◆ **Problem to work on**: The reply should be an exact transcription of every record.

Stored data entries
%%

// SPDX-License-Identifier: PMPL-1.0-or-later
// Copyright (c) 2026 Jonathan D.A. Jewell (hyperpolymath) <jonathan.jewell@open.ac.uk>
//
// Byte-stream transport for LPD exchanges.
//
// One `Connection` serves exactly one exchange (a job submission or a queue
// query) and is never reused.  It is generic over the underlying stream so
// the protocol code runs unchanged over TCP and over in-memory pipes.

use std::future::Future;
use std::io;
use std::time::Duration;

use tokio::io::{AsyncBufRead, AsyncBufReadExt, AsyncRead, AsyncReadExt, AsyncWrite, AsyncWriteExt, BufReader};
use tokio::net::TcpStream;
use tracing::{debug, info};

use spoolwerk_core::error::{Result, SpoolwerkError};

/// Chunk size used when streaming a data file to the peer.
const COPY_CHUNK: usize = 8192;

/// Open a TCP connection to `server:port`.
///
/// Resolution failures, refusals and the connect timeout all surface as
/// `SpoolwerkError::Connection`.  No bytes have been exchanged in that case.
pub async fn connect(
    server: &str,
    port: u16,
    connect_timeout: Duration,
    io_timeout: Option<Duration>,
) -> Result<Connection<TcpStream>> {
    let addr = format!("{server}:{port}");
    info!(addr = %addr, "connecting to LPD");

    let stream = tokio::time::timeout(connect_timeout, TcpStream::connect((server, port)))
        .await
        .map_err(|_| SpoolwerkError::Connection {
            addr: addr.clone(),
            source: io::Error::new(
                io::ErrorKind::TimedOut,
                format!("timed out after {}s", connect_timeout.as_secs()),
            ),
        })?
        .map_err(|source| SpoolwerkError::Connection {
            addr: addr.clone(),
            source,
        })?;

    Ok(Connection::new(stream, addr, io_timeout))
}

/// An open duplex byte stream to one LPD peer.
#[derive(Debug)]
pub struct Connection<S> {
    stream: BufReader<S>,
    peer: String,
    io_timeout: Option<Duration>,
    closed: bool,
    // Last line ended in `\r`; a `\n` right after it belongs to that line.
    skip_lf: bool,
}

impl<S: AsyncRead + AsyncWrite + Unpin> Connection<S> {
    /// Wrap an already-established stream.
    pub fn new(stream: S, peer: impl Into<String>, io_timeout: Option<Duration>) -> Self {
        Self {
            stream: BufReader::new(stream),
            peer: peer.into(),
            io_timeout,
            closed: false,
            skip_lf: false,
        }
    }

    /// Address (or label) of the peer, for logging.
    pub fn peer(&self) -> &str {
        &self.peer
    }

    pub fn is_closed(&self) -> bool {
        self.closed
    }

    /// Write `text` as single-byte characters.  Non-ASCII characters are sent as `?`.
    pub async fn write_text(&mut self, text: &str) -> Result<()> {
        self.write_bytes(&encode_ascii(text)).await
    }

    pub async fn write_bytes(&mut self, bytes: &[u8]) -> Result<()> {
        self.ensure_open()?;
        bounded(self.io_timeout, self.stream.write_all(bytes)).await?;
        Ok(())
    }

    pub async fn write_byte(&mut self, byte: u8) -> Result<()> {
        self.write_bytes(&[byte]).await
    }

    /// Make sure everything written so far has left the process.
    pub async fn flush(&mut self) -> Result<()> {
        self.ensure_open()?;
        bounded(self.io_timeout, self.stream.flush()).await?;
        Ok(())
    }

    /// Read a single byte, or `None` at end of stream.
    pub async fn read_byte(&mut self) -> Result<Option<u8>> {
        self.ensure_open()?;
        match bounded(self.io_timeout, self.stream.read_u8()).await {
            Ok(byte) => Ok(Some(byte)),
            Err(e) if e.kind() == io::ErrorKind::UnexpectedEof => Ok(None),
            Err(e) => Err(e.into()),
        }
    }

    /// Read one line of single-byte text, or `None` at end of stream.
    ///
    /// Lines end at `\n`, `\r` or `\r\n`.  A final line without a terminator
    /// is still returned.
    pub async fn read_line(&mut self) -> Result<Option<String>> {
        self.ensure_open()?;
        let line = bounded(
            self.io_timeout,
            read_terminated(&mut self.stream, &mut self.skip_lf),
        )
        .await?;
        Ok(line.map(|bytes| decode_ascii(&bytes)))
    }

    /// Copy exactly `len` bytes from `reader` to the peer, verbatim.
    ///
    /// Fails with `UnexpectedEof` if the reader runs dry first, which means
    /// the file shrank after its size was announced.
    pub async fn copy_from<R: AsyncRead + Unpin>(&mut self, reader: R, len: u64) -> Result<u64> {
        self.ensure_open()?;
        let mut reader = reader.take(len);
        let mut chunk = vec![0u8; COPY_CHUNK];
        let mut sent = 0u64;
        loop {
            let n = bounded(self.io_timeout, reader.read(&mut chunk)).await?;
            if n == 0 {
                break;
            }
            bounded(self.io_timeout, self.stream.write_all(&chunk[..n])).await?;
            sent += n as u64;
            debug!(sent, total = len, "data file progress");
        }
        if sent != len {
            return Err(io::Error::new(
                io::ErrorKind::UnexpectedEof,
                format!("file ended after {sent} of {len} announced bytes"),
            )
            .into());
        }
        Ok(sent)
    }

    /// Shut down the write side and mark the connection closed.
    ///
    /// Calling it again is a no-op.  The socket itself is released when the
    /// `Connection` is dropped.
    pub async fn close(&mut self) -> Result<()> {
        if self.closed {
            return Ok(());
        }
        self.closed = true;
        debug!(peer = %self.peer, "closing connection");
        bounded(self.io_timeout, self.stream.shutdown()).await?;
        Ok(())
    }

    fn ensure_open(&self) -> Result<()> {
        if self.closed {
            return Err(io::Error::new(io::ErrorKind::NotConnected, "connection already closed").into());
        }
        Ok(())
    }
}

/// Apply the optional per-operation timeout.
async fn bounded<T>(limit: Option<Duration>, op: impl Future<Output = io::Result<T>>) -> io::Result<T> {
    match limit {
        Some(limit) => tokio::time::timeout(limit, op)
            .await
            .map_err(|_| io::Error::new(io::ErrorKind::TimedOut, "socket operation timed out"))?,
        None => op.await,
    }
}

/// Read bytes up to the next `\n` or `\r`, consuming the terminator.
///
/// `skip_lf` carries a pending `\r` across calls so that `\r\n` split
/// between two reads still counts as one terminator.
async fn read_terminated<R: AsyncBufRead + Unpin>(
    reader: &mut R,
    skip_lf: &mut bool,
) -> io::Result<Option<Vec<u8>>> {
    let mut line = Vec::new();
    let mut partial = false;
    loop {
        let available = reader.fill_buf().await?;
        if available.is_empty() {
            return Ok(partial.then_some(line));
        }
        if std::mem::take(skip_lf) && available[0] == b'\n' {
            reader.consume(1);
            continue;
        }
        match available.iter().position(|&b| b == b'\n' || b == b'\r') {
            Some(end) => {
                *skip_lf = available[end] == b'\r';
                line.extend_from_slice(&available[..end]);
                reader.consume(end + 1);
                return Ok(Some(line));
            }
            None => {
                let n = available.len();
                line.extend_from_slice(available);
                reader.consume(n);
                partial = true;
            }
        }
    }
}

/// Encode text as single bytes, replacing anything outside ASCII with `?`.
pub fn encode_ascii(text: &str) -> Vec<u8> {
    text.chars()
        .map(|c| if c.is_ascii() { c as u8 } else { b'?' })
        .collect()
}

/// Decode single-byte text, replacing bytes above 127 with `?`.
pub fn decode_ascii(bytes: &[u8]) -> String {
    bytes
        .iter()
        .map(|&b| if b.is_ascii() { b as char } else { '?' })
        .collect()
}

%%

◆ **Written response**:
// SPDX-License-Identifier: PMPL-1.0-or-later
// Copyright (c) 2026 Jonathan D.A. Jewell (hyperpolymath) <jonathan.jewell@open.ac.uk>
//
// Byte-stream transport for LPD exchanges.
//
// One `Connection` serves exactly one exchange (a job submission or a queue
// query) and is never reused.  It is generic over the underlying stream so
// the protocol code runs unchanged over TCP and over in-memory pipes.

use std::future::Future;
use std::io;
use std::time::Duration;

use tokio::io::{AsyncBufRead, AsyncBufReadExt, AsyncRead, AsyncReadExt, AsyncWrite, AsyncWriteExt, BufReader};
use tokio::net::TcpStream;
use tracing::{debug, info};

use spoolwerk_core::error::{Result, SpoolwerkError};

/// Chunk size used when streaming a data file to the peer.
const COPY_CHUNK: usize = 8192;

/// Open a TCP connection to `server:port`.
///
/// Resolution failures, refusals and the connect timeout all surface as
/// `SpoolwerkError::Connection`.  No bytes have been exchanged in that case.
pub async fn connect(
    server: &str,
    port: u16,
    connect_timeout: Duration,
    io_timeout: Option<Duration>,
) -> Result<Connection<TcpStream>> {
    let addr = format!("{server}:{port}");
    info!(addr = %addr, "connecting to LPD");

    let stream = tokio::time::timeout(connect_timeout, TcpStream::connect((server, port)))
        .await
        .map_err(|_| SpoolwerkError::Connection {
            addr: addr.clone(),
            source: io::Error::new(
                io::ErrorKind::TimedOut,
                format!("timed out after {}s", connect_timeout.as_secs()),
            ),
        })?
        .map_err(|source| SpoolwerkError::Connection {
            addr: addr.clone(),
            source,
        })?;

    Ok(Connection::new(stream, addr, io_timeout))
}

/// An open duplex byte stream to one LPD peer.
#[derive(Debug)]
pub struct Connection<S> {
    stream: BufReader<S>,
    peer: String,
    io_timeout: Option<Duration>,
    closed: bool,
    // Last line ended in `\r`; a `\n` right after it belongs to that line.
    skip_lf: bool,
}

impl<S: AsyncRead + AsyncWrite + Unpin> Connection<S> {
    /// Wrap an already-established stream.
    pub fn new(stream: S, peer: impl Into<String>, io_timeout: Option<Duration>) -> Self {
        Self {
            stream: BufReader::new(stream),
            peer: peer.into(),
            io_timeout,
            closed: false,
            skip_lf: false,
        }
    }

    /// Address (or label) of the peer, for logging.
    pub fn peer(&self) -> &str {
        &self.peer
    }

    pub fn is_closed(&self) -> bool {
        self.closed
    }

    /// Write `text` as single-byte characters.  Non-ASCII characters are sent as `?`.
    pub async fn write_text(&mut self, text: &str) -> Result<()> {
        self.write_bytes(&encode_ascii(text)).await
    }

    pub async fn write_bytes(&mut self, bytes: &[u8]) -> Result<()> {
        self.ensure_open()?;
        bounded(self.io_timeout, self.stream.write_all(bytes)).await?;
        Ok(())
    }

    pub async fn write_byte(&mut self, byte: u8) -> Result<()> {
        self.write_bytes(&[byte]).await
    }

    /// Make sure everything written so far has left the process.
    pub async fn flush(&mut self) -> Result<()> {
        self.ensure_open()?;
        bounded(self.io_timeout, self.stream.flush()).await?;
        Ok(())
    }

    /// Read a single byte, or `None` at end of stream.
    pub async fn read_byte(&mut self) -> Result<Option<u8>> {
        self.ensure_open()?;
        match bounded(self.io_timeout, self.stream.read_u8()).await {
            Ok(byte) => Ok(Some(byte)),
            Err(e) if e.kind() == io::ErrorKind::UnexpectedEof => Ok(None),
            Err(e) => Err(e.into()),
        }
    }

    /// Read one line of single-byte text, or `None` at end of stream.
    ///
    /// Lines end at `\n`, `\r` or `\r\n`.  A final line without a terminator
    /// is still returned.
    pub async fn read_line(&mut self) -> Result<Option<String>> {
        self.ensure_open()?;
        let line = bounded(
            self.io_timeout,
            read_terminated(&mut self.stream, &mut self.skip_lf),
        )
        .await?;
        Ok(line.map(|bytes| decode_ascii(&bytes)))
    }

    /// Copy exactly `len` bytes from `reader` to the peer, verbatim.
    ///
    /// Fails with `UnexpectedEof` if the reader runs dry first, which means
    /// the file shrank after its size was announced.
    pub async fn copy_from<R: AsyncRead + Unpin>(&mut self, reader: R, len: u64) -> Result<u64> {
        self.ensure_open()?;
        let mut reader = reader.take(len);
        let mut chunk = vec![0u8; COPY_CHUNK];
        let mut sent = 0u64;
        loop {
            let n = bounded(self.io_timeout, reader.read(&mut chunk)).await?;
            if n == 0 {
                break;
            }
            bounded(self.io_timeout, self.stream.write_all(&chunk[..n])).await?;
            sent += n as u64;
            debug!(sent, total = len, "data file progress");
        }
        if sent != len {
            return Err(io::Error::new(
                io::ErrorKind::UnexpectedEof,
                format!("file ended after {sent} of {len} announced bytes"),
            )
            .into());
        }
        Ok(sent)
    }

    /// Shut down the write side and mark the connection closed.
    ///
    /// Calling it again is a no-op.  The socket itself is released when the
    /// `Connection` is dropped.
    pub async fn close(&mut self) -> Result<()> {
        if self.closed {
            return Ok(());
        }
        self.closed = true;
        debug!(peer = %self.peer, "closing connection");
        bounded(self.io_timeout, self.stream.shutdown()).await?;
        Ok(())
    }

    fn ensure_open(&self) -> Result<()> {
        if self.closed {
            return Err(io::Error::new(io::ErrorKind::NotConnected, "connection already closed").into());
        }
        Ok(())
    }
}

/// Apply the optional per-operation timeout.
async fn bounded<T>(limit: Option<Duration>, op: impl Future<Output = io::Result<T>>) -> io::Result<T> {
    match limit {
        Some(limit) => tokio::time::timeout(limit, op)
            .await
            .map_err(|_| io::Error::new(io::ErrorKind::TimedOut, "socket operation timed out"))?,
        None => op.await,
    }
}

/// Read bytes up to the next `\n` or `\r`, consuming the terminator.
///
/// `skip_lf` carries a pending `\r` across calls so that `\r\n` split
/// between two reads still counts as one terminator.
async fn read_terminated<R: AsyncBufRead + Unpin>(
    reader: &mut R,
    skip_lf: &mut bool,
) -> io::Result<Option<Vec<u8>>> {
    let mut line = Vec::new();
    let mut partial = false;
    loop {
        let available = reader.fill_buf().await?;
        if available.is_empty() {
            return Ok(partial.then_some(line));
        }
        if std::mem::take(skip_lf) && available[0] == b'\n' {
            reader.consume(1);
            continue;
        }
        match available.iter().position(|&b| b == b'\n' || b == b'\r') {
            Some(end) => {
                *skip_lf = available[end] == b'\r';
                line.extend_from_slice(&available[..end]);
                reader.consume(end + 1);
                return Ok(Some(line));
            }
            None => {
                let n = available.len();
                line.extend_from_slice(available);
                reader.consume(n);
                partial = true;
            }
        }
    }
}

/// Encode text as single bytes, replacing anything outside ASCII with `?`.
pub fn encode_ascii(text: &str) -> Vec<u8> {
    text.chars()
        .map(|c| if c.is_ascii() { c as u8 } else { b'?' })
        .collect()
}

/// Decode single-byte text, replacing bytes above 127 with `?`.
pub fn decode_ascii(bytes: &[u8]) -> String {
    bytes
        .iter()
        .map(|&b| if b.is_ascii() { b as char } else { '?' })
        .collect()
}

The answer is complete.